Effect of Temperature on the Enzyme Activity and Stability
The enzyme activity was measured at different temperatures (25 – 100ºC) in 0.1M citrate buffer (pH 5) for 30 min to determine the optimum temperature. The temperature stability profile of the enzyme tannase was estimated by incubating the enzyme solution at varying temperatures (25-100°C) in 0.1M citrate buffer (pH 5) for a maximum of 12h and the aliquots were taken periodically. After the incubation, the temperature of enzyme solution was rapidly brought down to room temperature and the residual activity was estimated under standard assay conditions. The Activity of the enzyme determined before the incubation was considered as 100%.

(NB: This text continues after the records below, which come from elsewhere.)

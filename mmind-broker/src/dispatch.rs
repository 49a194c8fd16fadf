use std::collections::HashMap;
use thiserror::Error;

use crate::{opcode::Opcode, transport::InboundMessage, ModelKey};

#[derive(Error, Debug, PartialEq, Eq)]
pub enum DispatchError {
    #[error("Opcode {opcode} already registered to {existing:?}")]
    Duplicate { opcode: Opcode, existing: ModelKey },
}

/// Which side of a model handles an opcode
#[derive(Debug, Clone, Copy, PartialEq, Eq)]
pub enum HandlerKind {
    /// Response or unsolicited publish, handled by a client model
    ClientResponse,
    /// Request, handled by a server model
    ServerRequest,
}

#[derive(Debug, Clone, Copy, PartialEq, Eq)]
pub struct Route {
    pub model: ModelKey,
    pub kind: HandlerKind,
}

/// Inbound frame paired with its route
#[derive(Debug, Clone, PartialEq, Eq)]
pub enum Dispatched {
    Response { model: ModelKey, msg: InboundMessage },
    Request { model: ModelKey, msg: InboundMessage },
}

/// Maps opcodes to the local model handling them. Vendor opcodes are
/// namespaced by company id so models can share one table as long as
/// each opcode is registered once.
#[derive(Debug, Default)]
pub struct DispatchTable {
    routes: HashMap<Opcode, Route>,
}

impl DispatchTable {
    pub fn new() -> Self {
        Self::default()
    }

    pub fn register(&mut self, opcode: Opcode, route: Route) -> Result<(), DispatchError> {
        if let Some(existing) = self.routes.get(&opcode) {
            log::error!("Opcode {opcode} already registered to {:?}", existing.model);
            return Err(DispatchError::Duplicate {
                opcode,
                existing: existing.model,
            });
        }
        log::debug!("Registered {opcode} -> {:?} {:?}", route.model, route.kind);
        self.routes.insert(opcode, route);
        Ok(())
    }

    pub fn register_model(
        &mut self,
        model: ModelKey,
        kind: HandlerKind,
        opcodes: &[Opcode],
    ) -> Result<(), DispatchError> {
        opcodes
            .iter()
            .try_for_each(|&op| self.register(op, Route { model, kind }))
    }

    pub fn lookup(&self, opcode: Opcode) -> Option<&Route> {
        self.routes.get(&opcode)
    }

    pub fn len(&self) -> usize {
        self.routes.len()
    }

    pub fn is_empty(&self) -> bool {
        self.routes.is_empty()
    }

    /// Unknown opcodes are logged and dropped
    pub fn dispatch(&self, msg: InboundMessage) -> Option<Dispatched> {
        let Some(route) = self.routes.get(&msg.opcode) else {
            log::warn!(
                "Dropping unknown opcode {} from 0x{:04x} ({} octets)",
                msg.opcode,
                msg.src,
                msg.payload.len()
            );
            return None;
        };
        log::trace!(
            "Dispatching {} from 0x{:04x} to {:?}",
            msg.opcode,
            msg.src,
            route.model
        );
        Some(match route.kind {
            HandlerKind::ClientResponse => Dispatched::Response {
                model: route.model,
                msg,
            },
            HandlerKind::ServerRequest => Dispatched::Request {
                model: route.model,
                msg,
            },
        })
    }
}

#[cfg(test)]
mod tests {
    use super::*;
    use crate::{config::CID_ESP, opcode::VendorOp};

    fn msg(opcode: Opcode, payload: Vec<u8>) -> InboundMessage {
        InboundMessage {
            src: 0x0005,
            dst: 0x0001,
            opcode,
            payload,
        }
    }

    #[test]
    fn routes_by_exact_opcode() {
        let client = ModelKey::vendor(CID_ESP, ModelKey::VND_CLIENT_ID);
        let server = ModelKey::vendor(CID_ESP, ModelKey::VND_SERVER_ID);
        let mut table = DispatchTable::new();
        table
            .register_model(
                client,
                HandlerKind::ClientResponse,
                &[VendorOp::Status.opcode(CID_ESP), VendorOp::DhtData.opcode(CID_ESP)],
            )
            .unwrap();
        table
            .register_model(server, HandlerKind::ServerRequest, &[VendorOp::Send.opcode(CID_ESP)])
            .unwrap();

        // payload passed through untouched, even when too short for its type
        let out = table.dispatch(msg(VendorOp::DhtData.opcode(CID_ESP), vec![1]));
        assert_eq!(
            out,
            Some(Dispatched::Response {
                model: client,
                msg: msg(VendorOp::DhtData.opcode(CID_ESP), vec![1])
            })
        );
        assert!(matches!(
            table.dispatch(msg(VendorOp::Send.opcode(CID_ESP), vec![7, 0])),
            Some(Dispatched::Request { model, .. }) if model == server
        ));
    }

    #[test]
    fn unknown_opcode_dropped() {
        let table = DispatchTable::new();
        assert_eq!(table.dispatch(msg(Opcode::Sig1(0x40), vec![])), None);
        // same op under a different company is a different opcode
        let mut table = DispatchTable::new();
        table
            .register(
                VendorOp::Send.opcode(CID_ESP),
                Route {
                    model: ModelKey::vendor(CID_ESP, 1),
                    kind: HandlerKind::ServerRequest,
                },
            )
            .unwrap();
        assert_eq!(table.dispatch(msg(VendorOp::Send.opcode(0x02E6), vec![])), None);
    }

    #[test]
    fn duplicate_registration_rejected() {
        let mut table = DispatchTable::new();
        let route = Route {
            model: ModelKey::SENSOR_SERVER,
            kind: HandlerKind::ServerRequest,
        };
        table.register(crate::sig::SENSOR_GET, route).unwrap();
        assert!(matches!(
            table.register(crate::sig::SENSOR_GET, route),
            Err(DispatchError::Duplicate { .. })
        ));
        assert_eq!(table.len(), 1);
    }
}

Effect of Different Metal Ions, Chelators and Surfactants
The tannase activity was studied in presence of various metal ions (Mg2+, Fe3+, Cu2+, Ca2+, Zn2+, Ba2+, Na+, and K+). Equal quantity of the enzyme and metal ions with different concentrations (1mM, 5mM, and 1M) were mixed and incubated at 30°C for 30min. Desired concentrations of metal ions were prepared by dissolving different metal salts MgSO4.7H2O, FeCl3, CuSO4.5H2O, CaCl2, ZnSO4.7H2O, BaCl2, NaCl2, and KCl in the buffer to get different concentration. Then the enzyme samples were assayed for tannase activity as stated in the standard assay method. The activity devoid of metal ions was considered 100%. The surfactants and chelator of different concentrations were evaluated for their influence on tannase activity. The chelator like, ethylene diamine tetraacetic acid disodium salt (EDTA) and the surfactants namely Tween 20, Tween 80, and Triton X-100 at two different concentrations (1mM and 5mM) were added to the purified enzyme and incubated for 30 min at 30°C and then the enzyme activity was estimated as per the protocol. Enzyme activity without the chemical agents was considered as 100%.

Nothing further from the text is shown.